*Problem details*.
Each line of the listing below that includes "JobKind" must be copied.

-- Opening Marker --

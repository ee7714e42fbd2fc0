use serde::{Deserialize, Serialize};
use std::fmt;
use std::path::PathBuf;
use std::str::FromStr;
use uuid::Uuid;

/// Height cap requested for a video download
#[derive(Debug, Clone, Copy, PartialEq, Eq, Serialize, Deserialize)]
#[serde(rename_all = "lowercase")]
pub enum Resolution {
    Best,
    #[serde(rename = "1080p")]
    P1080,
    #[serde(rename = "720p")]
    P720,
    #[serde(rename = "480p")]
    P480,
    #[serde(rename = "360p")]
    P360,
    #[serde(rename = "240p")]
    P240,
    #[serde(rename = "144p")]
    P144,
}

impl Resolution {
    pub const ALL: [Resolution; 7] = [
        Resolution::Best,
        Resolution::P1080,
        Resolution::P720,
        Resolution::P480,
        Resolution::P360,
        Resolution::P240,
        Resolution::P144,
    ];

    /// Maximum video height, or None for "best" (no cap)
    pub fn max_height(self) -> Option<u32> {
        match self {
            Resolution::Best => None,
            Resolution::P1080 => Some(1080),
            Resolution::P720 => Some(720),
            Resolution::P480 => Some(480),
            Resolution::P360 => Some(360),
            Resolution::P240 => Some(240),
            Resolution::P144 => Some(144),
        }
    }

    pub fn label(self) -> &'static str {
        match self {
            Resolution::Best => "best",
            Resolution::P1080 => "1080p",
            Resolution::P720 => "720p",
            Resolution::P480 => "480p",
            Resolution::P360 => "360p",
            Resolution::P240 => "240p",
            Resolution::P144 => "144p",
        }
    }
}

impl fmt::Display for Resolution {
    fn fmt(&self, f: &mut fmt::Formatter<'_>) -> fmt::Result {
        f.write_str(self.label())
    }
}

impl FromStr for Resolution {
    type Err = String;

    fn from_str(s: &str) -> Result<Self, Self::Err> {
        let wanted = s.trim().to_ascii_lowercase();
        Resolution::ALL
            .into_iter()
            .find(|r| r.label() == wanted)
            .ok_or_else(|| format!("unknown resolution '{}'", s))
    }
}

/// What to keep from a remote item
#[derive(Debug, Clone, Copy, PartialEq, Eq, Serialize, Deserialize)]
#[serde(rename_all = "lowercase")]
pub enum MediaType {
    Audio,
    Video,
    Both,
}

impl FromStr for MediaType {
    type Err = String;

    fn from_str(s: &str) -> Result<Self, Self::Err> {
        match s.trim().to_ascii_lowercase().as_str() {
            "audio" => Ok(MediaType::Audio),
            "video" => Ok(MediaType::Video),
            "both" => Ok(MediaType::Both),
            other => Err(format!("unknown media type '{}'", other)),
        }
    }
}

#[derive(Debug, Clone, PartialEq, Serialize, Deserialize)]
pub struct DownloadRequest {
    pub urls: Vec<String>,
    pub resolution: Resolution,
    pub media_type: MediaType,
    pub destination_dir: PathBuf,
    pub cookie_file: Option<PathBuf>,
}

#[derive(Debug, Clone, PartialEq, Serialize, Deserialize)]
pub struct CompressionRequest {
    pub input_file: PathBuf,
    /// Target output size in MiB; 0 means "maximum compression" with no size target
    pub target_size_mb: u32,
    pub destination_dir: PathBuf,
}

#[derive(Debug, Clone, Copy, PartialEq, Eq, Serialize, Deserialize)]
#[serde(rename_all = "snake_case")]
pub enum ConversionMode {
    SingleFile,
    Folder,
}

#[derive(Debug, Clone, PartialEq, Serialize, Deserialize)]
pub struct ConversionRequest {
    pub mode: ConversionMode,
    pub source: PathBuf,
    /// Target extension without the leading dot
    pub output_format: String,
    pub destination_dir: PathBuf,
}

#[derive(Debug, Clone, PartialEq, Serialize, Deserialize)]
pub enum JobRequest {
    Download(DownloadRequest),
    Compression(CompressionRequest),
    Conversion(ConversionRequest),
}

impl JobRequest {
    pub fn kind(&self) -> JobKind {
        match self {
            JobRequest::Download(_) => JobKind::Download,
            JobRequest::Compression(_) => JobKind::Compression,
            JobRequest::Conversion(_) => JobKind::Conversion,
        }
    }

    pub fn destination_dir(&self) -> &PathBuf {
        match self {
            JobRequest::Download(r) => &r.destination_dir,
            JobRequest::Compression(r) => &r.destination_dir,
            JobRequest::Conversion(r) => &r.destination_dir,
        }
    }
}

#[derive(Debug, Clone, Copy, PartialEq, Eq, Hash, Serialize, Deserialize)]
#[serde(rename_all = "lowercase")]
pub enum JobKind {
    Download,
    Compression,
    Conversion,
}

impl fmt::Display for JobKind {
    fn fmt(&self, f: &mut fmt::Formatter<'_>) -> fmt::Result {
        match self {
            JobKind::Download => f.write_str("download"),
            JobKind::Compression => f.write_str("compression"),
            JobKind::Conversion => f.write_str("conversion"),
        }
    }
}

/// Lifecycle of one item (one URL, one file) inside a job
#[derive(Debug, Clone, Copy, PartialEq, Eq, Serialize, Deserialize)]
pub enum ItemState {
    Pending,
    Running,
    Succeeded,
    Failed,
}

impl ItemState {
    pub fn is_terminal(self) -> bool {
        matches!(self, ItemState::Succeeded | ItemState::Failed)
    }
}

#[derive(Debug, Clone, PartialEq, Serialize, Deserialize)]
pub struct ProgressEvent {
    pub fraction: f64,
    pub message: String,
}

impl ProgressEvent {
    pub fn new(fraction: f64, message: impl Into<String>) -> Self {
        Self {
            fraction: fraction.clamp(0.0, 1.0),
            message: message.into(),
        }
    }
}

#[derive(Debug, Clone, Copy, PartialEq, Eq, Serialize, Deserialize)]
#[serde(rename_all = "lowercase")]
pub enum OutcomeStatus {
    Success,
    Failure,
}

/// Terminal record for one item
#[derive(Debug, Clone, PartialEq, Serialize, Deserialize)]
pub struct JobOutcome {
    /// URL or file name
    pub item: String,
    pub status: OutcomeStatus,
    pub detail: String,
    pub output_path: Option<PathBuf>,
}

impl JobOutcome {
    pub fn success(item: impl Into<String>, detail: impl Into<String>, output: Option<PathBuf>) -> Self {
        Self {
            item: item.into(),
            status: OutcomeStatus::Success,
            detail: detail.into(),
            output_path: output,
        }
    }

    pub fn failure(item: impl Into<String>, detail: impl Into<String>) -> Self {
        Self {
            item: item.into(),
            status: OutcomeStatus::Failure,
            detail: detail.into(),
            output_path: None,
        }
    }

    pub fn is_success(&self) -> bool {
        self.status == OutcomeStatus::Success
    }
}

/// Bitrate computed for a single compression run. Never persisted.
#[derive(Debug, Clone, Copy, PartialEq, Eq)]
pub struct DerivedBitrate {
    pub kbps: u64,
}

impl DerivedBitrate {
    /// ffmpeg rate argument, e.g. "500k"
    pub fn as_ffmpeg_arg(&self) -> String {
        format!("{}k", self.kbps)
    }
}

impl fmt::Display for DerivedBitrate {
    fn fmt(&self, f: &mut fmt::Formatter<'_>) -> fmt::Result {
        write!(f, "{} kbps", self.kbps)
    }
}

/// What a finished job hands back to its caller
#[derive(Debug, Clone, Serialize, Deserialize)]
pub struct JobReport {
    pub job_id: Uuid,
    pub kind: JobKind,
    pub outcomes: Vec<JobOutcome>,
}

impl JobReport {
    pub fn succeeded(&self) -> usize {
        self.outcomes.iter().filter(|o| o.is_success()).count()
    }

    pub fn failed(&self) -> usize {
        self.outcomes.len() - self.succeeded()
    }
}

-- Closing Marker --
-- Opening Marker --

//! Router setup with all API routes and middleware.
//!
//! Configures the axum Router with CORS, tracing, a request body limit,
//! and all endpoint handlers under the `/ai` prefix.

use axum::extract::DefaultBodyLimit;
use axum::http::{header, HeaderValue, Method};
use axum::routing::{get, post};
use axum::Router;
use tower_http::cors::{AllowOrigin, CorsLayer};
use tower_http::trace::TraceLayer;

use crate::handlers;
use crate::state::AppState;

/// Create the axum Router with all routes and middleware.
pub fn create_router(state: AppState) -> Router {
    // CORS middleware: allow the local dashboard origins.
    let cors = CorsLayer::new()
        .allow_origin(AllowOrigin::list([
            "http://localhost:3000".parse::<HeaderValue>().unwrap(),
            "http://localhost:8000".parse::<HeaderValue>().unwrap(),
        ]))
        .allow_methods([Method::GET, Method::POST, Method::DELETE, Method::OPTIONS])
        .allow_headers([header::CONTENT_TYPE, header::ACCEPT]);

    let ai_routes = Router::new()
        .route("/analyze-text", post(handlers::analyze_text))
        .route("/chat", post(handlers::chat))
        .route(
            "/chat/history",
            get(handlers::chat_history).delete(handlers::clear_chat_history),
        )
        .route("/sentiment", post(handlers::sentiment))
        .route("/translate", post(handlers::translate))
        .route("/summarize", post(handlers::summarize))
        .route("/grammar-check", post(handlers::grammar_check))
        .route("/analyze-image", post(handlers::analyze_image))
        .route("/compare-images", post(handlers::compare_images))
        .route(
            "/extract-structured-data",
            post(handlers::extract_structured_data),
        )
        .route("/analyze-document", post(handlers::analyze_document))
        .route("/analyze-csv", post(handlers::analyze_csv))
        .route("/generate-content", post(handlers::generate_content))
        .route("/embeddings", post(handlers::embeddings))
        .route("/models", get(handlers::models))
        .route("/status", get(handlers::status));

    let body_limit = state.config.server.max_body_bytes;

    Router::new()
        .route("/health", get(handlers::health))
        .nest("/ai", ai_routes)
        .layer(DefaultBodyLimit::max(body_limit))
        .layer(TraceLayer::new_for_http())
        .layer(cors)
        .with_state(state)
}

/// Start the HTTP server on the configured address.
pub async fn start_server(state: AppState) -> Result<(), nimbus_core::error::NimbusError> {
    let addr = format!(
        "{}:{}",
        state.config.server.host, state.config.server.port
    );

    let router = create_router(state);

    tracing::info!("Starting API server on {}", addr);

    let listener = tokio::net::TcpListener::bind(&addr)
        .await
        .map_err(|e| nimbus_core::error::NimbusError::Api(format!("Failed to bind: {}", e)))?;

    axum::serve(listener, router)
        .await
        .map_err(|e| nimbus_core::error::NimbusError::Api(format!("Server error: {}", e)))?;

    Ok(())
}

-- Closing Marker --

*Finished task*.
    pub fn kind(&self) -> JobKind {
            JobRequest::Download(_) => JobKind::Download,
            JobRequest::Compression(_) => JobKind::Compression,
            JobRequest::Conversion(_) => JobKind::Conversion,
pub enum JobKind {
impl fmt::Display for JobKind {
            JobKind::Download => f.write_str("download"),
            JobKind::Compression => f.write_str("compression"),
            JobKind::Conversion => f.write_str("conversion"),
    pub kind: JobKind,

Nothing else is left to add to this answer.